## Exercise goal:
Provide the count of lines below that include the word "FormatterError", without any accompanying remarks.

(Dataset entries)
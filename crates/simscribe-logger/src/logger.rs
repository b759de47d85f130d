//! ---
//! ssc_section: "03-logger-facade"
//! ssc_subsection: "module"
//! ssc_type: "source"
//! ssc_scope: "code"
//! ssc_description: "Logger facade and process registry for SimScribe."
//! ssc_version: "v0.1.0"
//! ssc_owner: "tbd"
//! ---
//! The inner logger: a named severity gate in front of a formatter and its
//! handlers.

use std::sync::Arc;

use simscribe_common::{LogEvent, Severity};
use simscribe_format::ColumnFormatter;

use crate::handlers::LogHandler;
use crate::Result;

/// Severity-gated pipeline from one event to every registered handler.
#[derive(Debug)]
pub struct Logger {
    name: String,
    level: Severity,
    formatter: Arc<ColumnFormatter>,
    handlers: Vec<Arc<dyn LogHandler>>,
}

impl Logger {
    /// Logger with no handlers attached yet.
    pub fn new(name: impl Into<String>, level: Severity, formatter: Arc<ColumnFormatter>) -> Self {
        Self {
            name: name.into(),
            level,
            formatter,
            handlers: Vec::new(),
        }
    }

    /// Attach a handler, builder style.
    pub fn with_handler(mut self, handler: Arc<dyn LogHandler>) -> Self {
        self.handlers.push(handler);
        self
    }

    /// Attach a handler.
    pub fn add_handler(&mut self, handler: Arc<dyn LogHandler>) {
        self.handlers.push(handler);
    }

    /// Fully-qualified logger name.
    pub fn name(&self) -> &str {
        &self.name
    }

    /// Current severity threshold.
    pub fn level(&self) -> Severity {
        self.level
    }

    /// Replace the severity threshold, returning the previous one.
    pub fn set_level(&mut self, level: Severity) -> Severity {
        std::mem::replace(&mut self.level, level)
    }

    /// Whether an event of this severity would be emitted.
    pub fn is_enabled_for(&self, severity: Severity) -> bool {
        severity >= self.level
    }

    /// Shared formatter state.
    pub fn formatter(&self) -> &Arc<ColumnFormatter> {
        &self.formatter
    }

    /// Swap in new formatter state and handlers (reconfiguration path).
    pub fn reconfigure(
        &mut self,
        level: Severity,
        formatter: Arc<ColumnFormatter>,
        handlers: Vec<Arc<dyn LogHandler>>,
    ) {
        self.level = level;
        self.formatter = formatter;
        self.handlers = handlers;
    }

    /// Format the event and append the rendered block to every handler.
    ///
    /// Events below the threshold are dropped before any rendering work.
    pub fn handle(&self, event: &mut LogEvent) -> Result<()> {
        if !self.is_enabled_for(event.severity) {
            return Ok(());
        }
        let block = self.formatter.format(event)?;
        for handler in &self.handlers {
            handler.emit(&block)?;
        }
        Ok(())
    }
}

#[cfg(test)]
mod tests {
    use super::*;
    use crate::handlers::MemoryHandler;
    use simscribe_common::config::FormatterConfig;
    use simscribe_common::ManualSimClock;

    fn test_logger(level: Severity) -> (Logger, MemoryHandler) {
        let config = FormatterConfig {
            fixed: vec!["{levelname:<10s}".to_owned()],
            optional: Vec::new(),
            ..FormatterConfig::default()
        };
        let clock = Arc::new(ManualSimClock::new());
        let formatter = Arc::new(ColumnFormatter::new(&config, None, clock).expect("formatter"));
        let capture = MemoryHandler::new();
        let logger =
            Logger::new("tb", level, formatter).with_handler(Arc::new(capture.clone()));
        (logger, capture)
    }

    #[test]
    fn events_below_the_threshold_are_dropped() {
        let (logger, capture) = test_logger(Severity::Warning);
        let mut event = LogEvent::new(Severity::Info, "tb", "quiet");
        logger.handle(&mut event).expect("handle");
        assert!(capture.blocks().is_empty());

        let mut event = LogEvent::new(Severity::Error, "tb", "loud");
        logger.handle(&mut event).expect("handle");
        assert_eq!(capture.blocks(), vec!["ERROR      | loud"]);
    }

    #[test]
    fn set_level_opens_and_closes_the_gate() {
        let (mut logger, capture) = test_logger(Severity::Info);
        assert!(logger.is_enabled_for(Severity::Info));
        assert!(!logger.is_enabled_for(Severity::Debug));

        let previous = logger.set_level(Severity::DeepDebug);
        assert_eq!(previous, Severity::Info);
        let mut event = LogEvent::new(Severity::DeepDebug, "tb", "chatty");
        logger.handle(&mut event).expect("handle");
        assert_eq!(capture.blocks().len(), 1);
    }
}
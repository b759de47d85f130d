//! ---
//! ssc_section: "02-format-engine"
//! ssc_subsection: "module"
//! ssc_type: "source"
//! ssc_scope: "code"
//! ssc_description: "Columnar rendering engine for SimScribe log events."
//! ssc_version: "v0.1.0"
//! ssc_owner: "tbd"
//! ---
//! Boxed headers and centered dividers — the two non-columnar record kinds.

use crate::{FormatterError, Result};

/// Renderer for header and divider records.
#[derive(Debug, Clone)]
pub struct Banner {
    width: usize,
    chunk_width: usize,
    rule: String,
}

impl Banner {
    /// Build a banner renderer for the given divider width.
    ///
    /// The width must leave room for the `-- ` / ` --` frame around header
    /// chunks, so anything below 7 is a configuration error.
    pub fn new(width: usize) -> Result<Self> {
        if width < 7 {
            return Err(FormatterError::Configuration(format!(
                "divider width must be at least 7, got {}",
                width
            )));
        }
        Ok(Self {
            width,
            chunk_width: width - 6,
            rule: "-".repeat(width),
        })
    }

    /// Configured banner width.
    pub fn width(&self) -> usize {
        self.width
    }

    /// Render a message as a boxed header.
    ///
    /// Each message line is word-wrapped into chunks of at most
    /// `width - 6` characters and framed as `-- chunk --`, between two full
    /// divider rules.
    pub fn header(&self, message: &str) -> String {
        let mut out = String::from("\n");
        out.push_str(&self.rule);
        for line in message.split('\n') {
            for chunk in wrap_words(line, self.chunk_width) {
                out.push('\n');
                out.push_str(&format!("-- {:<w$} --", chunk, w = self.chunk_width));
            }
        }
        out.push('\n');
        out.push_str(&self.rule);
        out
    }

    /// Render a message centered inside one divider line.
    pub fn divider(&self, message: &str) -> String {
        format!("{:-^w$}", message, w = self.width)
    }
}

/// Greedy word wrap; words longer than `width` are split hard.
fn wrap_words(line: &str, width: usize) -> Vec<String> {
    let mut chunks = Vec::new();
    let mut current = String::new();
    for word in line.split_whitespace() {
        let word_len = word.chars().count();
        if !current.is_empty() && current.chars().count() + 1 + word_len > width {
            chunks.push(std::mem::take(&mut current));
        }
        if word_len > width {
            // hard-split a word that cannot fit on any line
            let mut rest: Vec<char> = word.chars().collect();
            while !rest.is_empty() {
                let used = current.chars().count() + usize::from(!current.is_empty());
                let room = width.saturating_sub(used);
                if room == 0 {
                    chunks.push(std::mem::take(&mut current));
                    continue;
                }
                if !current.is_empty() {
                    current.push(' ');
                }
                let take = room.min(rest.len());
                current.extend(rest.drain(..take));
                if !rest.is_empty() {
                    chunks.push(std::mem::take(&mut current));
                }
            }
        } else {
            if !current.is_empty() {
                current.push(' ');
            }
            current.push_str(word);
        }
    }
    if !current.is_empty() || chunks.is_empty() {
        chunks.push(current);
    }
    chunks
}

## Solved exercise:
2